:: Activity ::
Every line below that holds "bool" must be copied.

Input data Block Start

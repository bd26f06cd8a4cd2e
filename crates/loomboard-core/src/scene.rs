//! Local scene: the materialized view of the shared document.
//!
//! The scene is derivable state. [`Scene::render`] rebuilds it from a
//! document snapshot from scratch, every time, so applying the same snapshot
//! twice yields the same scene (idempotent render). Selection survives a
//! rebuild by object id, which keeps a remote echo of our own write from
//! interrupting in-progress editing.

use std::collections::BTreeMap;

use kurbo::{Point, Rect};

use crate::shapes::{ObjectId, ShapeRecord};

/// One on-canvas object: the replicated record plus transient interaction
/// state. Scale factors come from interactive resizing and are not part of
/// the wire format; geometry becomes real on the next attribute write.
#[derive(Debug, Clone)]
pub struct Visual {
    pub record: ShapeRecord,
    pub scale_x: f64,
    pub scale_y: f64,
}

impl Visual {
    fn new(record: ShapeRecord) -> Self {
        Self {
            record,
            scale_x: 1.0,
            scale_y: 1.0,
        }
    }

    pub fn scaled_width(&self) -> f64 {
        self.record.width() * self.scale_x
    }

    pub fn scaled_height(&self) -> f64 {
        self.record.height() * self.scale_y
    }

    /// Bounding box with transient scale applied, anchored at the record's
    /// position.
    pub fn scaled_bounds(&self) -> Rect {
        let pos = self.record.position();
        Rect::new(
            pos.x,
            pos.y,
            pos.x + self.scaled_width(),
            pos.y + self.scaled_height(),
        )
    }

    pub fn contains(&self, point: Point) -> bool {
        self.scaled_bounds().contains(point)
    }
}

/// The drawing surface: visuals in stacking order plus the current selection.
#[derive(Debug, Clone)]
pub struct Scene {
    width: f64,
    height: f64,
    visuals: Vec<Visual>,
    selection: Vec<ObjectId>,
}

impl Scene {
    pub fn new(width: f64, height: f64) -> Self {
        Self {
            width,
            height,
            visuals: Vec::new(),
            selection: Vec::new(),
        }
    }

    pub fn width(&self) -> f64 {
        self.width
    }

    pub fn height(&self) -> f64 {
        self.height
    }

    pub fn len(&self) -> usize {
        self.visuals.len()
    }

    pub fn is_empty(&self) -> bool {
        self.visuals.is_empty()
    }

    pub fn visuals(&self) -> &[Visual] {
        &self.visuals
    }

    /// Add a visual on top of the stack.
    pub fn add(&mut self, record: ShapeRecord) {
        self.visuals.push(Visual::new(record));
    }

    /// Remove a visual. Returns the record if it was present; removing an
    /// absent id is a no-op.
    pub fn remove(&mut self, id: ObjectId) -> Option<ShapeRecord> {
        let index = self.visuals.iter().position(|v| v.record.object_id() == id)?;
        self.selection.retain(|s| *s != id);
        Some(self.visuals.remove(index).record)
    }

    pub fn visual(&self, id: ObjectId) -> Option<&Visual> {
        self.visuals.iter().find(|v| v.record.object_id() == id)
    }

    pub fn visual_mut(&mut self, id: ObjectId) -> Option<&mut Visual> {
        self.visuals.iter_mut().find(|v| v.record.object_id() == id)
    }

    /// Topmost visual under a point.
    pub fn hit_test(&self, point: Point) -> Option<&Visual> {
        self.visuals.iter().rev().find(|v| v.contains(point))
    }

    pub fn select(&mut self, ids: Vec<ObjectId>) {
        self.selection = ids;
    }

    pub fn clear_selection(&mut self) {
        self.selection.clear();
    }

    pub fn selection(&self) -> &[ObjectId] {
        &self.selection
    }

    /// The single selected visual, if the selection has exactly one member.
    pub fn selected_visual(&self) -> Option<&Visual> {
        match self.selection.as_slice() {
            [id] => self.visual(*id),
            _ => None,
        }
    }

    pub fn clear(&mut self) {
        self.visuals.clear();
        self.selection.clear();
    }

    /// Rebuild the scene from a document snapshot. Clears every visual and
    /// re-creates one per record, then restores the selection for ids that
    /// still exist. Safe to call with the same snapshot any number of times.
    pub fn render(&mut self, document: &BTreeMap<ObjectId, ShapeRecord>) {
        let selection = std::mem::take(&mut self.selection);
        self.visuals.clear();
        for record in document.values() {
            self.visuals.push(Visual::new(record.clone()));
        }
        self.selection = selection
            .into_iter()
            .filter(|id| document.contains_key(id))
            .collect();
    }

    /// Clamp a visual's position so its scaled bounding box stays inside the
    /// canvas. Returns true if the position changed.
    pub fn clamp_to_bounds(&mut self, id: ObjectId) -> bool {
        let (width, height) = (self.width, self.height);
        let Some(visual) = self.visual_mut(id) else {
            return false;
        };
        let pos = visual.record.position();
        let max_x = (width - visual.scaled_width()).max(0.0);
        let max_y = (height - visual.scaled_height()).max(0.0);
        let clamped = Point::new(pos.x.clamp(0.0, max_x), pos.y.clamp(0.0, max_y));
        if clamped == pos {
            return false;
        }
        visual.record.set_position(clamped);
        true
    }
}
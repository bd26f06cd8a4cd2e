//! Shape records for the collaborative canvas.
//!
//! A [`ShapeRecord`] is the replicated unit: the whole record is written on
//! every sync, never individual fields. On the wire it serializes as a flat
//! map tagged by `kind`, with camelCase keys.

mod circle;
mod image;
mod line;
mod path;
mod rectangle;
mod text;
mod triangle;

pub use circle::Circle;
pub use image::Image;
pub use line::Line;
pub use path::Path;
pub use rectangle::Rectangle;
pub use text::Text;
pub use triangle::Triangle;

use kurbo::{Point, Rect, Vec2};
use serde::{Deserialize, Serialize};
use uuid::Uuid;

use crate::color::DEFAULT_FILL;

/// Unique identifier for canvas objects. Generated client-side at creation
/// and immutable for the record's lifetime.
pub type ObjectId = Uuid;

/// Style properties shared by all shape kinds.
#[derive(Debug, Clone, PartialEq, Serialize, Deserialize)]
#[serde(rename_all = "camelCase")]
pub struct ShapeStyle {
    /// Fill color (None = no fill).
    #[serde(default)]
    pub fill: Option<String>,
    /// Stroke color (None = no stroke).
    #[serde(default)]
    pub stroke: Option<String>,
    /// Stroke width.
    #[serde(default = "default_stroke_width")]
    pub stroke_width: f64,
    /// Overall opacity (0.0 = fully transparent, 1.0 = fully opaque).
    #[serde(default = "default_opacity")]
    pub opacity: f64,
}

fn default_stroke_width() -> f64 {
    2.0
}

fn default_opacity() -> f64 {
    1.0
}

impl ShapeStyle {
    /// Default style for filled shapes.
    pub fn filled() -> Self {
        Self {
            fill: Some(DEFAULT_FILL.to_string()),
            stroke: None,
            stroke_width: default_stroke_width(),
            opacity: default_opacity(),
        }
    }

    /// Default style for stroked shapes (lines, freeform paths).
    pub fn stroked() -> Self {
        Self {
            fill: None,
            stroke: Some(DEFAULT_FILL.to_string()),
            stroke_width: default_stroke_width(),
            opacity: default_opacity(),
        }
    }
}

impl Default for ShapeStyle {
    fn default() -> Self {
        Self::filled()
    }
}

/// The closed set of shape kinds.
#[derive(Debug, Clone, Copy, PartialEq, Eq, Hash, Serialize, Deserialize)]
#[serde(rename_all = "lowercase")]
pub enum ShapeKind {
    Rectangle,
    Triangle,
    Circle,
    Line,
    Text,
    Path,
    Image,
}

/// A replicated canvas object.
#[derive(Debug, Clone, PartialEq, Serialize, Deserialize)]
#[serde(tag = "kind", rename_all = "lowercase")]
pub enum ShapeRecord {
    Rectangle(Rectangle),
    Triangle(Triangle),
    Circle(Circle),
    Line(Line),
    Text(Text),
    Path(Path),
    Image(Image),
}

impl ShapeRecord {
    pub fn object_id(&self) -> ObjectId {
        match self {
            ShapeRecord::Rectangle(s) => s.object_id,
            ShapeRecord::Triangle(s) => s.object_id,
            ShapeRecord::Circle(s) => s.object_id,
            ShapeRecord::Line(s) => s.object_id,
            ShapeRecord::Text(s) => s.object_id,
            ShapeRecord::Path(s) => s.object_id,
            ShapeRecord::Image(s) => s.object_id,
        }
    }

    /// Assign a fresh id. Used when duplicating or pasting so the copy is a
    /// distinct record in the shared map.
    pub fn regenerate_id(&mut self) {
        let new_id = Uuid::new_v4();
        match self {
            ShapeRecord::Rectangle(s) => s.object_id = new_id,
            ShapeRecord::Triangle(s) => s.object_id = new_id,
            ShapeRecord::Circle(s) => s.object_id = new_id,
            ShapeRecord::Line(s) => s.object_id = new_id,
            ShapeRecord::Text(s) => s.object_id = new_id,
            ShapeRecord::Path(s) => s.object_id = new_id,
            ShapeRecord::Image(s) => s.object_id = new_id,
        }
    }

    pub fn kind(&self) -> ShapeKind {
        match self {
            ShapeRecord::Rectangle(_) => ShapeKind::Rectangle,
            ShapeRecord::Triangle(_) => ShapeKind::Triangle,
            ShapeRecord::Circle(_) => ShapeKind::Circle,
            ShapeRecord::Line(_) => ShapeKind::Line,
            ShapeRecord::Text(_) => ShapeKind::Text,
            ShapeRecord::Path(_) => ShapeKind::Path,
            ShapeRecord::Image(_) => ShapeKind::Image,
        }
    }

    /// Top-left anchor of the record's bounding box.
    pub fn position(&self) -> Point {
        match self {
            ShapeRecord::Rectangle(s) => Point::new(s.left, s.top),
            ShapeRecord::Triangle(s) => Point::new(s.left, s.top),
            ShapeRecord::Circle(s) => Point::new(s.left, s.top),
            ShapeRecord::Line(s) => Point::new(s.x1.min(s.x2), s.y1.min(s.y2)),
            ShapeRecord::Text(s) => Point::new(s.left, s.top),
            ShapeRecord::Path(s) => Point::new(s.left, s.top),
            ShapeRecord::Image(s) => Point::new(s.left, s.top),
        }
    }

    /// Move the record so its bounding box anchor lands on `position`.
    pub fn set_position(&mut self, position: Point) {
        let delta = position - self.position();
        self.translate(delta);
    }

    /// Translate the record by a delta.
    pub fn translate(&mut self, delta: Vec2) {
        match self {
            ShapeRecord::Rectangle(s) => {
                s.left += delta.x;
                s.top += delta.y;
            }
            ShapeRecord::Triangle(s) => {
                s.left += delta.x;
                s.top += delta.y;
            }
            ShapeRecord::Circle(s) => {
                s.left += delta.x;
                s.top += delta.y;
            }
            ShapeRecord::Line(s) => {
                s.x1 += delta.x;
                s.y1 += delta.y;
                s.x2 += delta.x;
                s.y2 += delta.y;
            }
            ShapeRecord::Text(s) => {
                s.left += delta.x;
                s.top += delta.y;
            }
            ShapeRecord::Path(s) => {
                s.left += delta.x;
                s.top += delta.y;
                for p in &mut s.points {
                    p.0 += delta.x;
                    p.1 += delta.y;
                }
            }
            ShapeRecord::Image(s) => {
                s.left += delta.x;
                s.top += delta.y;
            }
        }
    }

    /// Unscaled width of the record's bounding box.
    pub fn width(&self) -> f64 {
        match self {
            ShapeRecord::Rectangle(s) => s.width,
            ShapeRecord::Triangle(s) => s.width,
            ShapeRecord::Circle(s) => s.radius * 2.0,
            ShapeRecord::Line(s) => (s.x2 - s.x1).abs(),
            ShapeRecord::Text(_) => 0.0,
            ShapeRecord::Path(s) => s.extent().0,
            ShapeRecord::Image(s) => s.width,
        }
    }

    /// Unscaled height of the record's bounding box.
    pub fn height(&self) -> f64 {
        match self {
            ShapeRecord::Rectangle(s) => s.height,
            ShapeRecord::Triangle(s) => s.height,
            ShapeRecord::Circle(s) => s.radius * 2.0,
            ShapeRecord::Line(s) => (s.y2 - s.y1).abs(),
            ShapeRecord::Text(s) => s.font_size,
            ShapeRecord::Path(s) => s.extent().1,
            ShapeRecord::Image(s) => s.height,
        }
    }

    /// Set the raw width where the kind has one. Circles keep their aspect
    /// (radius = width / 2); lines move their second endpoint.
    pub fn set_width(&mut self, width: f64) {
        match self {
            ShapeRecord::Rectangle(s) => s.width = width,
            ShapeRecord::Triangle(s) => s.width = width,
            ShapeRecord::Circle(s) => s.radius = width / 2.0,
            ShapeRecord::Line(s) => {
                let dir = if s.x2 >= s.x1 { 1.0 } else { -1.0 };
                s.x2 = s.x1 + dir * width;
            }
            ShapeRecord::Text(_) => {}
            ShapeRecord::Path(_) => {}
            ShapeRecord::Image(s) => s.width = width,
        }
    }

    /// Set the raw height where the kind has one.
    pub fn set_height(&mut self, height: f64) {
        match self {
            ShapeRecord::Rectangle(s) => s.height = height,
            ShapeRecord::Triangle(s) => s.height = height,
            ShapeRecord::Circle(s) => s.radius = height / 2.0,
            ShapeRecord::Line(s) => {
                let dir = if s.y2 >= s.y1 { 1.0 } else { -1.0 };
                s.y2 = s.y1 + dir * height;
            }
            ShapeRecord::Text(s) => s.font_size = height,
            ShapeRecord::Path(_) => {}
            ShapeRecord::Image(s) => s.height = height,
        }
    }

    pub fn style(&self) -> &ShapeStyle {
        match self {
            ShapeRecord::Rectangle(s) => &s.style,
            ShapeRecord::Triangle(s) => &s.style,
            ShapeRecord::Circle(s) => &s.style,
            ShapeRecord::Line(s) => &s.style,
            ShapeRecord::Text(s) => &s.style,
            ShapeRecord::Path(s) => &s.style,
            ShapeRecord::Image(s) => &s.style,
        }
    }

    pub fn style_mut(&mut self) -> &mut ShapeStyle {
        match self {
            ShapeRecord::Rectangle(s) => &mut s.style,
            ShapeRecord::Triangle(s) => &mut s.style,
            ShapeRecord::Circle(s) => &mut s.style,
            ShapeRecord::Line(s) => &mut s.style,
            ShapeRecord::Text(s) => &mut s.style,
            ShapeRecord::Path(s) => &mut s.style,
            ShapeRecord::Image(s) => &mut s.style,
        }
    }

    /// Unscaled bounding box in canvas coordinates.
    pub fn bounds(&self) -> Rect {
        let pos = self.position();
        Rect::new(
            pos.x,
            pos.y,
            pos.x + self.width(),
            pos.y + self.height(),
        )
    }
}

Input data Block End

:: Response for this exercise ::
    pub fn contains(&self, point: Point) -> bool {
    pub fn is_empty(&self) -> bool {
    pub fn clamp_to_bounds(&mut self, id: ObjectId) -> bool {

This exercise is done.